PROBLEM STATEMENT — From the first line to the last, print the records exactly.

-------- INPUT FOR THIS TASK --------

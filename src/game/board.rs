use std::fmt;

pub const ROWS: usize = 6;
pub const COLS: usize = 7;

/// Number of aligned tokens needed to win.
const CONNECT: usize = 4;

/// Line axes checked by the win test, each as one unit step `(d_row, d_col)`.
/// The opposite ray is walked with the negated step.
const DIRECTIONS: [(isize, isize); 4] = [
    (0, 1),  // horizontal
    (1, 0),  // vertical
    (1, 1),  // diagonal \
    (1, -1), // diagonal /
];

#[derive(Debug, Clone, Copy, PartialEq, Eq, Hash)]
pub enum Cell {
    Empty,
    Red,
    Yellow,
}

impl Cell {
    fn symbol(self) -> char {
        match self {
            Cell::Empty => '.',
            Cell::Red => 'R',
            Cell::Yellow => 'Y',
        }
    }
}

#[derive(Debug, Clone, Copy, PartialEq, Eq)]
pub struct Board {
    cells: [[Cell; COLS]; ROWS],
}

impl Board {
    /// Create a new empty board
    pub fn new() -> Self {
        Board {
            cells: [[Cell::Empty; COLS]; ROWS],
        }
    }

    /// Get the cell at a specific position.
    /// Row 0 is the top, row 5 is the bottom. Panics on out-of-range indices.
    pub fn get(&self, row: usize, col: usize) -> Cell {
        self.cells[row][col]
    }

    /// Whether `(row, col)` lies on the board.
    pub fn in_bounds(row: usize, col: usize) -> bool {
        row < ROWS && col < COLS
    }

    /// Check if a column is full. Columns off the board count as full.
    pub fn is_column_full(&self, col: usize) -> bool {
        if col >= COLS {
            return true;
        }
        self.cells[0][col] != Cell::Empty
    }

    /// Lowest empty row in `col`, scanning from the bottom up.
    pub fn landing_row(&self, col: usize) -> Option<usize> {
        if col >= COLS {
            return None;
        }
        (0..ROWS).rev().find(|&row| self.cells[row][col] == Cell::Empty)
    }

    /// Drop a piece in a column, returns the row where it landed or `None`
    /// if the column has no room.
    pub fn drop_piece(&mut self, col: usize, cell: Cell) -> Option<usize> {
        let row = self.landing_row(col)?;
        self.cells[row][col] = cell;
        Some(row)
    }

    /// Check if the board is completely full
    pub fn is_full(&self) -> bool {
        (0..COLS).all(|col| self.is_column_full(col))
    }

    /// Empty every cell.
    pub fn clear(&mut self) {
        self.cells = [[Cell::Empty; COLS]; ROWS];
    }

    /// Check if the piece at (row, col) is part of four or more in a line.
    ///
    /// Only lines through this cell are examined, so it is sufficient to call
    /// it on the most recently placed piece.
    pub fn check_win(&self, row: usize, col: usize) -> bool {
        let cell = self.get(row, col);
        if cell == Cell::Empty {
            return false;
        }

        DIRECTIONS
            .iter()
            .any(|&(dr, dc)| self.line_length(row, col, dr, dc, cell) >= CONNECT)
    }

    /// Length of the run of `cell` through (row, col) along one axis,
    /// counting the anchor itself plus both opposite rays.
    fn line_length(&self, row: usize, col: usize, dr: isize, dc: isize, cell: Cell) -> usize {
        1 + self.ray_length(row, col, dr, dc, cell) + self.ray_length(row, col, -dr, -dc, cell)
    }

    fn ray_length(&self, row: usize, col: usize, dr: isize, dc: isize, cell: Cell) -> usize {
        let mut count = 0;
        let mut r = row as isize + dr;
        let mut c = col as isize + dc;
        while r >= 0
            && c >= 0
            && Self::in_bounds(r as usize, c as usize)
            && self.cells[r as usize][c as usize] == cell
        {
            count += 1;
            r += dr;
            c += dc;
        }
        count
    }
}

impl Default for Board {
    fn default() -> Self {
        Self::new()
    }
}

impl fmt::Display for Board {
    fn fmt(&self, f: &mut fmt::Formatter<'_>) -> fmt::Result {
        for row in &self.cells {
            let line: Vec<String> = row.iter().map(|cell| cell.symbol().to_string()).collect();
            writeln!(f, "{}", line.join(" "))?;
        }
        let footer: Vec<String> = (0..COLS).map(|col| col.to_string()).collect();
        write!(f, "{}", footer.join(" "))
    }
}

--------

SOLUTION FOR THIS PROBLEM —
filename src/game/board.rs
use std::fmt;

pub const ROWS: usize = 6;
pub const COLS: usize = 7;

/// Number of aligned tokens needed to win.
const CONNECT: usize = 4;

/// Line axes checked by the win test, each as one unit step `(d_row, d_col)`.
/// The opposite ray is walked with the negated step.
const DIRECTIONS: [(isize, isize); 4] = [
    (0, 1),  // horizontal
    (1, 0),  // vertical
    (1, 1),  // diagonal \
    (1, -1), // diagonal /
];

#[derive(Debug, Clone, Copy, PartialEq, Eq, Hash)]
pub enum Cell {
    Empty,
    Red,
    Yellow,
}

impl Cell {
    fn symbol(self) -> char {
        match self {
            Cell::Empty => '.',
            Cell::Red => 'R',
            Cell::Yellow => 'Y',
        }
    }
}

#[derive(Debug, Clone, Copy, PartialEq, Eq)]
pub struct Board {
    cells: [[Cell; COLS]; ROWS],
}

impl Board {
    /// Create a new empty board
    pub fn new() -> Self {
        Board {
            cells: [[Cell::Empty; COLS]; ROWS],
        }
    }

    /// Get the cell at a specific position.
    /// Row 0 is the top, row 5 is the bottom. Panics on out-of-range indices.
    pub fn get(&self, row: usize, col: usize) -> Cell {
        self.cells[row][col]
    }

    /// Whether `(row, col)` lies on the board.
    pub fn in_bounds(row: usize, col: usize) -> bool {
        row < ROWS && col < COLS
    }

    /// Check if a column is full. Columns off the board count as full.
    pub fn is_column_full(&self, col: usize) -> bool {
        if col >= COLS {
            return true;
        }
        self.cells[0][col] != Cell::Empty
    }

    /// Lowest empty row in `col`, scanning from the bottom up.
    pub fn landing_row(&self, col: usize) -> Option<usize> {
        if col >= COLS {
            return None;
        }
        (0..ROWS).rev().find(|&row| self.cells[row][col] == Cell::Empty)
    }

    /// Drop a piece in a column, returns the row where it landed or `None`
    /// if the column has no room.
    pub fn drop_piece(&mut self, col: usize, cell: Cell) -> Option<usize> {
        let row = self.landing_row(col)?;
        self.cells[row][col] = cell;
        Some(row)
    }

    /// Check if the board is completely full
    pub fn is_full(&self) -> bool {
        (0..COLS).all(|col| self.is_column_full(col))
    }

    /// Empty every cell.
    pub fn clear(&mut self) {
        self.cells = [[Cell::Empty; COLS]; ROWS];
    }

    /// Check if the piece at (row, col) is part of four or more in a line.
    ///
    /// Only lines through this cell are examined, so it is sufficient to call
    /// it on the most recently placed piece.
    pub fn check_win(&self, row: usize, col: usize) -> bool {
        let cell = self.get(row, col);
        if cell == Cell::Empty {
            return false;
        }

        DIRECTIONS
            .iter()
            .any(|&(dr, dc)| self.line_length(row, col, dr, dc, cell) >= CONNECT)
    }

    /// Length of the run of `cell` through (row, col) along one axis,
    /// counting the anchor itself plus both opposite rays.
    fn line_length(&self, row: usize, col: usize, dr: isize, dc: isize, cell: Cell) -> usize {
        1 + self.ray_length(row, col, dr, dc, cell) + self.ray_length(row, col, -dr, -dc, cell)
    }

    fn ray_length(&self, row: usize, col: usize, dr: isize, dc: isize, cell: Cell) -> usize {
        let mut count = 0;
        let mut r = row as isize + dr;
        let mut c = col as isize + dc;
        while r >= 0
            && c >= 0
            && Self::in_bounds(r as usize, c as usize)
            && self.cells[r as usize][c as usize] == cell
        {
            count += 1;
            r += dr;
            c += dc;
        }
        count
    }
}

impl Default for Board {
    fn default() -> Self {
        Self::new()
    }
}

impl fmt::Display for Board {
    fn fmt(&self, f: &mut fmt::Formatter<'_>) -> fmt::Result {
        for row in &self.cells {
            let line: Vec<String> = row.iter().map(|cell| cell.symbol().to_string()).collect();
            writeln!(f, "{}", line.join(" "))?;
        }
        let footer: Vec<String> = (0..COLS).map(|col| col.to_string()).collect();
        write!(f, "{}", footer.join(" "))
    }
}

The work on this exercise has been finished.